::: Supplied records
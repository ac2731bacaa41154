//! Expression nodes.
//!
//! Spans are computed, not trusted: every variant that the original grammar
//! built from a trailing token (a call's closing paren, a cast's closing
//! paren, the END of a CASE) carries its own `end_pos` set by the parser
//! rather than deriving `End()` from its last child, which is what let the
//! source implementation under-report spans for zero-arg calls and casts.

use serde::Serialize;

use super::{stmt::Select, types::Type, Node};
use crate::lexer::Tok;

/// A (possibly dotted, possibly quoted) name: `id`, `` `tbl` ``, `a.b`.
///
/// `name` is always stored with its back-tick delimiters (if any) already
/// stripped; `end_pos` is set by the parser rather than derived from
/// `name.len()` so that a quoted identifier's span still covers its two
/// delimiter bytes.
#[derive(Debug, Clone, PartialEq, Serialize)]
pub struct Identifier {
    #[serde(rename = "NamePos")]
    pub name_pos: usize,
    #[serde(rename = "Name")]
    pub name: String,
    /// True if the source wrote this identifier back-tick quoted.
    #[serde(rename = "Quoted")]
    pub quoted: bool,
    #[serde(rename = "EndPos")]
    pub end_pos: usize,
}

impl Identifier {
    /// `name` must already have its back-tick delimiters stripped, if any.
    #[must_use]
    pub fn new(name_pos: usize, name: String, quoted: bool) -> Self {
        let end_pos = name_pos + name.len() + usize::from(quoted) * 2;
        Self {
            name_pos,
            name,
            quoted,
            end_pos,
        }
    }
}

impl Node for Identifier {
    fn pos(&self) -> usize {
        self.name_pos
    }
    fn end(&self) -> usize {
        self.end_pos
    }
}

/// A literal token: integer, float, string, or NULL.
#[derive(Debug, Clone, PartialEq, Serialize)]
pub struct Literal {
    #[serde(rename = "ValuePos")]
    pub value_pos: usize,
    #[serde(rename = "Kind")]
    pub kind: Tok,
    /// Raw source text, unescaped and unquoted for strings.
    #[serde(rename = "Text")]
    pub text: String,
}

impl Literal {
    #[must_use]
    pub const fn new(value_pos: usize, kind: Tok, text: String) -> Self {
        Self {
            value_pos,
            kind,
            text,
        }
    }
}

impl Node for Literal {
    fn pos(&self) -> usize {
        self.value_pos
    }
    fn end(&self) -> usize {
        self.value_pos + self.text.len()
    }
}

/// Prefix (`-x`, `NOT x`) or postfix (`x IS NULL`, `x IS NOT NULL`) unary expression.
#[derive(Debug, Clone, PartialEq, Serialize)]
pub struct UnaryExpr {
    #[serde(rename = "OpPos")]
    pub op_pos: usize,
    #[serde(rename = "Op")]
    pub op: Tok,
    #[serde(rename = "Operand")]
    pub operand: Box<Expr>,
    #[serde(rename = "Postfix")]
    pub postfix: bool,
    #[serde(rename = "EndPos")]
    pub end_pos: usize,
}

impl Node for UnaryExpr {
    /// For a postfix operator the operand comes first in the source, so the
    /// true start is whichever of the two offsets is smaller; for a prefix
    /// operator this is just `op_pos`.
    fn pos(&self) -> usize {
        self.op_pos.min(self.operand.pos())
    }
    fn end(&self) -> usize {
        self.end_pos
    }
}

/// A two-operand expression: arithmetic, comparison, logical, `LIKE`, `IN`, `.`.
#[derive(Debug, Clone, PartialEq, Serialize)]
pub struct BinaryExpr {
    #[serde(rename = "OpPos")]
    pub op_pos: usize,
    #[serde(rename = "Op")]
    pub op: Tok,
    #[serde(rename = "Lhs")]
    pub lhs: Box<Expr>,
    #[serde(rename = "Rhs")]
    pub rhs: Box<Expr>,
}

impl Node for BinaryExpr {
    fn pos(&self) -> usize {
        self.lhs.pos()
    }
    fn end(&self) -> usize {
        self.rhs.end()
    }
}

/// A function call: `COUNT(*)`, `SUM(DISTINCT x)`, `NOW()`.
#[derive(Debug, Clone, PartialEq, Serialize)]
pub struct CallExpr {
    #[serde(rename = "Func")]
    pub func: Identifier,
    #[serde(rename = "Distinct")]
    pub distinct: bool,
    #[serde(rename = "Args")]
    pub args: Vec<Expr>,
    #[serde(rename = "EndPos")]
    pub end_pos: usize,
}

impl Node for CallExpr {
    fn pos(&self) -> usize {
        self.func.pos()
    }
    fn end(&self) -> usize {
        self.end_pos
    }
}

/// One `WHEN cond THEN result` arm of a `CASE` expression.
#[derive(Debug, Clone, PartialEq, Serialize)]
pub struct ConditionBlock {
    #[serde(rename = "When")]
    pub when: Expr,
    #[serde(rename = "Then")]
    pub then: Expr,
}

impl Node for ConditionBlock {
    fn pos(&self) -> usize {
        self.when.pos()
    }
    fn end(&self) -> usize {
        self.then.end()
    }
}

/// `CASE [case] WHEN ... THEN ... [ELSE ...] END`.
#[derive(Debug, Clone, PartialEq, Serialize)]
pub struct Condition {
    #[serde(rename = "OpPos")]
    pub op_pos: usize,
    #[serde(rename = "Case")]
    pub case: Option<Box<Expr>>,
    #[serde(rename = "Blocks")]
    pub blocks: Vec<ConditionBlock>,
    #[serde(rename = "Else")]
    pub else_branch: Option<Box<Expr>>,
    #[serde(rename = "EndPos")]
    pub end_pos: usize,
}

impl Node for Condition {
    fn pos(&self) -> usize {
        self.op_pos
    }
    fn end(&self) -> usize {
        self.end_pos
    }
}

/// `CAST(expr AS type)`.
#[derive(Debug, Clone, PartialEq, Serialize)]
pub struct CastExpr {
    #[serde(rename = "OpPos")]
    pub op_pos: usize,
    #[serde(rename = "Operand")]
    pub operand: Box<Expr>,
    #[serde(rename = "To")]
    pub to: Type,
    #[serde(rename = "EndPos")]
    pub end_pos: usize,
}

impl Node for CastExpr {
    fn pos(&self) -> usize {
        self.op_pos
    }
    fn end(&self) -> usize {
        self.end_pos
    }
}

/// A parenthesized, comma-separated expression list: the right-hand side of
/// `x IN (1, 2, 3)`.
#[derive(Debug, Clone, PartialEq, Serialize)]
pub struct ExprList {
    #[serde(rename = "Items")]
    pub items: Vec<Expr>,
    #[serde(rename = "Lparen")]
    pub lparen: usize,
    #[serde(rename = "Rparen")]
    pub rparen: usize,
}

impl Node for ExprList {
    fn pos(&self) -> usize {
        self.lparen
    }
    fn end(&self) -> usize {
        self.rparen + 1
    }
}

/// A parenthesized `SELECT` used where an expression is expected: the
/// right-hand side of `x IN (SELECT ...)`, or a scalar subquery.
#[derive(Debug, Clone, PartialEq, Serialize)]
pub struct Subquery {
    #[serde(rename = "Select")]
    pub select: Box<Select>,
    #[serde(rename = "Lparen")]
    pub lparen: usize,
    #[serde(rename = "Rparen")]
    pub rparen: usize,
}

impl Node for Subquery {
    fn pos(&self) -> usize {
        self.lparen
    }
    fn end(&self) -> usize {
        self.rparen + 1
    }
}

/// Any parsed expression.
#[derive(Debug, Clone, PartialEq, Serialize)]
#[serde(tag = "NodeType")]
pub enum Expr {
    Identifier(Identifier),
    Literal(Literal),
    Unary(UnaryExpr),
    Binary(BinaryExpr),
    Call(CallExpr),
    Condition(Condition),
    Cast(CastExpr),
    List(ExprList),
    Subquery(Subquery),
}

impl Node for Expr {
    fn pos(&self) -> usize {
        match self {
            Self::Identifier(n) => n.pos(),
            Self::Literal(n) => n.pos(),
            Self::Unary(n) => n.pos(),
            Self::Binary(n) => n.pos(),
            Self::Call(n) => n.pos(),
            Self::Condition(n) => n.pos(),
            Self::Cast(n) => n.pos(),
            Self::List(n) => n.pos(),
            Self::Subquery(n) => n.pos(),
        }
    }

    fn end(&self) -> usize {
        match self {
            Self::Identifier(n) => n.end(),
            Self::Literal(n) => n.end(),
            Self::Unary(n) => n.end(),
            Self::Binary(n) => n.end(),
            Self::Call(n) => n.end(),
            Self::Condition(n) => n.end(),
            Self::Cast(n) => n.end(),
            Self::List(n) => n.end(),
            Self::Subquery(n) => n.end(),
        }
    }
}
::::::
::: Supplied records
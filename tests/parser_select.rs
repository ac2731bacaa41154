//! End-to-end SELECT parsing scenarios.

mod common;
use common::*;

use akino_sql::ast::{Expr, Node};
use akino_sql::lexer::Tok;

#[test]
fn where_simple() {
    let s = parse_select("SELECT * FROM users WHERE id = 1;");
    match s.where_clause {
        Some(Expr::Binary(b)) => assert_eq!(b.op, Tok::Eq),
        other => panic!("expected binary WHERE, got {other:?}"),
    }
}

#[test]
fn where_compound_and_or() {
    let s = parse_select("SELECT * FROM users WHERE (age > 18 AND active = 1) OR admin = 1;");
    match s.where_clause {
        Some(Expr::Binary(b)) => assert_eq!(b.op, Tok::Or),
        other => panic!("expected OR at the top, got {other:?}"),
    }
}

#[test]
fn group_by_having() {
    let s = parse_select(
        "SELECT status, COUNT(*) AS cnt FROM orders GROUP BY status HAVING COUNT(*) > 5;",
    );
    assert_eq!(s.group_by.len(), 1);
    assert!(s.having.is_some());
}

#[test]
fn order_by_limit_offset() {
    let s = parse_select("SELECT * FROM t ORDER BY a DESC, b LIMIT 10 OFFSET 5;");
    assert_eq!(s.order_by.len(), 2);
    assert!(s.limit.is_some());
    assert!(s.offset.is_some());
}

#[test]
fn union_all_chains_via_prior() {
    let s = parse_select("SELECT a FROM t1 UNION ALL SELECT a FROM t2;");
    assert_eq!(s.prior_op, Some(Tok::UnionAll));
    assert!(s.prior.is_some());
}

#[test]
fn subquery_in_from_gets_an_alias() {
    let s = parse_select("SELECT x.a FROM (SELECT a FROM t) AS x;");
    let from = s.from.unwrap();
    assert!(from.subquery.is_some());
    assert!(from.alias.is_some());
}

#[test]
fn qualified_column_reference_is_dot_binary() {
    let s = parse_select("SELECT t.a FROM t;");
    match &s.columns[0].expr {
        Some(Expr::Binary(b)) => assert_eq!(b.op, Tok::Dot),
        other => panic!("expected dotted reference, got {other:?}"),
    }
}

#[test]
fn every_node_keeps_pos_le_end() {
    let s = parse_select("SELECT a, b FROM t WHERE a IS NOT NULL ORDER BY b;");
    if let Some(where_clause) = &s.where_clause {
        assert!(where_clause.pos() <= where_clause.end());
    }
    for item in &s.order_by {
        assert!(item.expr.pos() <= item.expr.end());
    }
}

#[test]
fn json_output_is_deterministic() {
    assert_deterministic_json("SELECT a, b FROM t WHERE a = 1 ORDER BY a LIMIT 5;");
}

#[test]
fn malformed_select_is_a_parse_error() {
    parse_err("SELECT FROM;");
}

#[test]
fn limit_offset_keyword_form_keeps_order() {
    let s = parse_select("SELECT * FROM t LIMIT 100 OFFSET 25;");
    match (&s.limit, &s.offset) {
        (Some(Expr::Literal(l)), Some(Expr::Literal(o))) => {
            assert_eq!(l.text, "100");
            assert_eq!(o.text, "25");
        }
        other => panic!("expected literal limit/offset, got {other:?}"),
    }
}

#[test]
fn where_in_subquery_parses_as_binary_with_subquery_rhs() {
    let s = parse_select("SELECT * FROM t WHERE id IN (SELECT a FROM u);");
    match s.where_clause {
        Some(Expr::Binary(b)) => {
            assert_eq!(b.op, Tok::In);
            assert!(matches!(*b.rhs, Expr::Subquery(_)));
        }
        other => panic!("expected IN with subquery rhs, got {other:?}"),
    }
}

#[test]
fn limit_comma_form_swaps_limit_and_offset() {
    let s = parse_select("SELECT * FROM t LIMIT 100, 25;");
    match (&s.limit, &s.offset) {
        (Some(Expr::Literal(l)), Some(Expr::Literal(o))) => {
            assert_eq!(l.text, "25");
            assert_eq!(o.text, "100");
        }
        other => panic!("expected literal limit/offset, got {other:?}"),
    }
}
::::::
_What to work on_. Please copy out each line in the entries that mentions the string "token".

_Solution_.
//! built from a trailing token (a call's closing paren, a cast's closing
/// A literal token: integer, float, string, or NULL.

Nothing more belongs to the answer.